Il 17 ottobre 2019, l’Istituto Alberghiero “De Carolis” ha ricevuto la Carta della Mobilità in ambito VET (Vocational Educational Training), prestigioso e ambìto riconoscimento che premia l’impegno che, da 10 anni, il nostro Istituto ha profuso per promuovere e sostenere mobilità europea di Studenti e Staff.

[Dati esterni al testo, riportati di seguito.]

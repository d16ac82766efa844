mod bus_types;
mod case;
mod contingency;
mod dc;
mod error;
mod jac;
mod loadcase;
mod math;
mod network;
mod newton;
mod order;
mod parameters;
mod pf;
mod ptdf;
mod results;
mod sbus;
mod security;
mod sensitivity;
mod slack;
mod topology;
mod traits;
mod ybus;

pub mod debug;
pub mod factory;

#[cfg(test)]
mod tests;

pub use contingency::*;
pub use error::*;
pub use loadcase::*;
pub use network::{
    Branch, BranchBuilder, BranchKind, Bus, BusBuilder, Connected, ElementType, EnergySource,
    Generator, GeneratorBuilder, Load, LoadBuilder, Network, Switch,
};
pub use parameters::*;
pub use pf::*;
pub use results::*;
pub use security::*;
pub use sensitivity::*;
pub use traits::*;
mod loadflow;
mod network;
mod security;

fn init() {
    let _ = env_logger::builder().is_test(true).try_init();
}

La Carta è stata consegnata all’Alberghiero “De Carolis” in quanto Organizzazione Capofila del Consorzio di Mobilità Erasmus + che riunisce tre Istituti della regione Umbria – oltre al nostro, l’Alberghiero di Assisi e l’IIS “Patrizi – Baldelli-Cavallotti” di Città di Castello – e l’UTC (Umbria Training Center) – nel corso della cerimonia che ha concluso la EUROPEAN VOCATIONAL SKILLS WEEK, tenutasi a Roma e promossa dall’Agenzia Nazionale Erasmus + -INAPP, alla presenza di alti rappresentanti della stessa Agenzia Nazionale, del Ministero del Lavoro, Istituzioni Scolastiche di tutta Italia, rappresentanti delle Istituzioni e degli Enti locali.

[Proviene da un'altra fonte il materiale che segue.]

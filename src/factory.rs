//! Reference networks.

use crate::error::Result;
use crate::network::{BranchBuilder, BusBuilder, GeneratorBuilder, LoadBuilder, Network};

/// Bus voltages of the solved IEEE 14 bus case (p.u., degrees).
const IEEE14_BUS: [(f64, f64); 14] = [
    (1.06, 0.0),
    (1.045, -4.98),
    (1.01, -12.72),
    (1.019, -10.33),
    (1.02, -8.78),
    (1.07, -14.22),
    (1.062, -13.37),
    (1.09, -13.36),
    (1.056, -14.94),
    (1.051, -15.1),
    (1.057, -14.79),
    (1.055, -15.07),
    (1.05, -15.16),
    (1.036, -16.04),
];

/// bus, pg, qg, vg
const IEEE14_GEN: [(usize, f64, f64, f64); 5] = [
    (1, 232.4, -16.9, 1.06),
    (2, 40.0, 42.4, 1.045),
    (3, 0.0, 23.4, 1.01),
    (6, 0.0, 12.2, 1.07),
    (8, 0.0, 17.4, 1.09),
];

/// bus, pd, qd
const IEEE14_LOAD: [(usize, f64, f64); 11] = [
    (2, 21.7, 12.7),
    (3, 94.2, 19.0),
    (4, 47.8, -3.9),
    (5, 7.6, 1.6),
    (6, 11.2, 7.5),
    (9, 29.5, 16.6),
    (10, 9.0, 5.8),
    (11, 3.5, 1.8),
    (12, 6.1, 1.6),
    (13, 13.5, 5.8),
    (14, 14.9, 5.0),
];

/// from, to, r, x, b, tap (0 for lines)
const IEEE14_BRANCH: [(usize, usize, f64, f64, f64, f64); 20] = [
    (1, 2, 0.01938, 0.05917, 0.0528, 0.0),
    (1, 5, 0.05403, 0.22304, 0.0492, 0.0),
    (2, 3, 0.04699, 0.19797, 0.0438, 0.0),
    (2, 4, 0.05811, 0.17632, 0.034, 0.0),
    (2, 5, 0.05695, 0.17388, 0.0346, 0.0),
    (3, 4, 0.06701, 0.17103, 0.0128, 0.0),
    (4, 5, 0.01335, 0.04211, 0.0, 0.0),
    (4, 7, 0.0, 0.20912, 0.0, 0.978),
    (4, 9, 0.0, 0.55618, 0.0, 0.969),
    (5, 6, 0.0, 0.25202, 0.0, 0.932),
    (6, 11, 0.09498, 0.1989, 0.0, 0.0),
    (6, 12, 0.12291, 0.25581, 0.0, 0.0),
    (6, 13, 0.06615, 0.13027, 0.0, 0.0),
    (7, 8, 0.0, 0.17615, 0.0, 0.0),
    (7, 9, 0.0, 0.11001, 0.0, 0.0),
    (9, 10, 0.03181, 0.0845, 0.0, 0.0),
    (9, 14, 0.12711, 0.27038, 0.0, 0.0),
    (10, 11, 0.08205, 0.19207, 0.0, 0.0),
    (12, 13, 0.22092, 0.19988, 0.0, 0.0),
    (13, 14, 0.17093, 0.34802, 0.0, 0.0),
];

fn ieee14_bus_id(n: usize) -> String {
    format!("VL{}_0", n)
}

/// IEEE 14 bus test case.
///
/// Buses are named `VL{n}_0`, generators `B{n}-G`, loads `B{n}-L`, lines
/// `L{from}-{to}-1` and transformers `T{from}-{to}-1`. Bus voltages hold
/// the published solution.
pub fn ieee14() -> Result<Network> {
    let mut net = Network::new("ieee14cdf");

    for (k, &(vm, va)) in IEEE14_BUS.iter().enumerate() {
        let n = k + 1;
        let mut bus = BusBuilder::default();
        bus.id(ieee14_bus_id(n))
            .nominal_v(1.0)
            .v_magnitude(vm)
            .v_angle(va);
        if n == 9 {
            bus.bs(19.0);
        }
        net.add_bus(bus.build()?)?;
    }

    for &(n, pg, qg, vg) in &IEEE14_GEN {
        let gen = GeneratorBuilder::default()
            .id(format!("B{}-G", n))
            .target_p(pg)
            .target_q(qg)
            .target_v(vg)
            .min_p(-9999.0)
            .max_p(9999.0)
            .build()?;
        net.add_generator(&ieee14_bus_id(n), gen)?;
    }

    for &(n, pd, qd) in &IEEE14_LOAD {
        let load = LoadBuilder::default()
            .id(format!("B{}-L", n))
            .p0(pd)
            .q0(qd)
            .build()?;
        net.add_load(&ieee14_bus_id(n), load)?;
    }

    for &(f, t, r, x, b, tap) in &IEEE14_BRANCH {
        let (bus1, bus2) = (ieee14_bus_id(f), ieee14_bus_id(t));
        if tap == 0.0 {
            let line = BranchBuilder::default()
                .id(format!("L{}-{}-1", f, t))
                .r(r)
                .x(x)
                .b(b)
                .build()?;
            net.add_line(&bus1, &bus2, line)?;
        } else {
            let transformer = BranchBuilder::default()
                .id(format!("T{}-{}-1", f, t))
                .r(r)
                .x(x)
                .b(b)
                .tap(tap)
                .build()?;
            net.add_transformer(&bus1, &bus2, transformer)?;
        }
    }

    Ok(net)
}

/// Four bus tutorial network: a generator feeding a load through a step-up
/// transformer, two parallel 380 kV lines limited to 500 A and a step-down
/// transformer.
pub fn eurostag_tutorial_example1() -> Result<Network> {
    let mut net = Network::new("sim1");

    for (id, nominal_v) in [("NGEN", 24.0), ("NHV1", 380.0), ("NHV2", 380.0), ("NLOAD", 150.0)] {
        let bus = BusBuilder::default()
            .id(id)
            .nominal_v(nominal_v)
            .country("FR")
            .build()?;
        net.add_bus(bus)?;
    }

    let gen = GeneratorBuilder::default()
        .id("GEN")
        .target_p(607.0)
        .target_q(301.0)
        .target_v(24.5 / 24.0)
        .min_p(-9999.99)
        .max_p(9999.99)
        .build()?;
    net.add_generator("NGEN", gen)?;

    let load = LoadBuilder::default()
        .id("LOAD")
        .p0(600.0)
        .q0(200.0)
        .build()?;
    net.add_load("NLOAD", load)?;

    // impedances in p.u. on 100 MVA, 380 kV lines on Zb = 1444 ohm
    let step_up = BranchBuilder::default()
        .id("NGEN_NHV1")
        .r(0.24 / 1300.0)
        .x((100.0f64 - 0.0576).sqrt() / 1300.0)
        .tap(0.95)
        .build()?;
    net.add_transformer("NGEN", "NHV1", step_up)?;

    for id in ["NHV1_NHV2_1", "NHV1_NHV2_2"] {
        let line = BranchBuilder::default()
            .id(id)
            .r(3.0 / 1444.0)
            .x(33.0 / 1444.0)
            .b(386e-6 * 1444.0)
            .permanent_limit(500.0)
            .build()?;
        net.add_line("NHV1", "NHV2", line)?;
    }

    let step_down = BranchBuilder::default()
        .id("NHV2_NLOAD")
        .r(0.00021)
        .x((324.0f64 - 0.0441).sqrt() / 1000.0)
        .tap(1.0 / (158.0 / 400.0 * 380.0 / 150.0))
        .build()?;
    net.add_transformer("NHV2", "NLOAD", step_down)?;

    Ok(net)
}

Il prestigioso riconoscimento viene a coronare uno sforzo progettuale che ha preso avvio nel 2014 e che ha visto una sequenza di candidature tutte approvate e realizzate, con circa 500 mobilità di learners e circa 8 mobilità staff in ambito europeo e internazionale: i quattro progetti 2015, 2016, 2017 e 2018, riconosciuti con Best Practices, hanno costituito la condizione per candidarsi alla Carta.

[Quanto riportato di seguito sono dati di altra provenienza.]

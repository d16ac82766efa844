use num_complex::Complex64;
use sprs::{CsMat, TriMat};

use crate::case::{Bus, Gen};
use crate::math::{mul_vec, J};

/// Builds the vector of complex bus power injections.
///
/// Returns the vector of complex bus power injections, that is, generation
/// minus load, in per unit. Loads are constant power. If `pg` is provided
/// it overrides the active power output of each generator.
pub(crate) fn make_sbus(
    base_mva: f64,
    bus: &[Bus],
    gen: &[Gen],
    pg: Option<&[f64]>,
) -> Vec<Complex64> {
    let mut s_bus = vec![Complex64::default(); bus.len()];

    for (k, g) in gen.iter().enumerate() {
        let p = pg.map_or(g.pg, |pg| pg[k]);
        s_bus[g.bus] += Complex64::new(p, g.qg) / base_mva;
    }

    bus.iter()
        .filter(|b| b.pd != 0.0 || b.qd != 0.0)
        .for_each(|b| {
            s_bus[b.i] -= Complex64::new(b.pd, b.qd) / base_mva;
        });

    s_bus
}

/// Computes partial derivatives of power injection w.r.t. voltage
/// angle and magnitude.
///
///   dSbus/dVa = 1j * diagV * conj(diagIbus - Ybus * diagV)
///   dSbus/dVm = diagV * conj(Ybus * diagVnorm) + conj(diagIbus) * diagVnorm
pub(crate) fn d_sbus_d_v(
    y_bus: &CsMat<Complex64>,
    v: &[Complex64],
) -> (CsMat<Complex64>, CsMat<Complex64>) {
    let nb = v.len();
    let i_bus = mul_vec(y_bus, v);
    let v_norm: Vec<Complex64> = v.iter().map(|v| *v / v.norm()).collect();

    let nnz = y_bus.nnz() + nb;
    let mut d_sbus_d_va = TriMat::with_capacity((nb, nb), nnz);
    let mut d_sbus_d_vm = TriMat::with_capacity((nb, nb), nnz);

    for (&y, (i, j)) in y_bus.iter() {
        d_sbus_d_va.add_triplet(i, j, J * v[i] * (-(y * v[j])).conj());
        d_sbus_d_vm.add_triplet(i, j, v[i] * (y * v_norm[j]).conj());
    }
    for i in 0..nb {
        d_sbus_d_va.add_triplet(i, i, J * v[i] * i_bus[i].conj());
        d_sbus_d_vm.add_triplet(i, i, i_bus[i].conj() * v_norm[i]);
    }

    (d_sbus_d_va.to_csr(), d_sbus_d_vm.to_csr())
}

Oggi è in fase di avvio il progetto 2019, che vede l’allargamento del Consorzio a 5 Istituti, con il coinvolgimento del “Carlo Porta” di Milano e del “Vittorio Veneto” di Napoli.
Ricevere la Carta significa che i progetti di mobilità passano per una “via preferenziale” di approvazione, e questo accade perché l’Istituto ha dimostrato una affidabilità e una capacità di progettare e realizzare le esperienze di mobilità ornai consolidata; questo significa che la prospettiva dell’internazionalizzazione può considerarsi un dato strutturale dell’offerta formativa dell’Istituto: significa poter dire a Studenti, Genitori, Aziende, Istituzioni e territorio che il curricolo quinquennale comprenderà esperienze di formazione all’estero, oggi sempre più importanti per consentire a un giovane di costruire un progetto di studio e di vita solido e richiesto.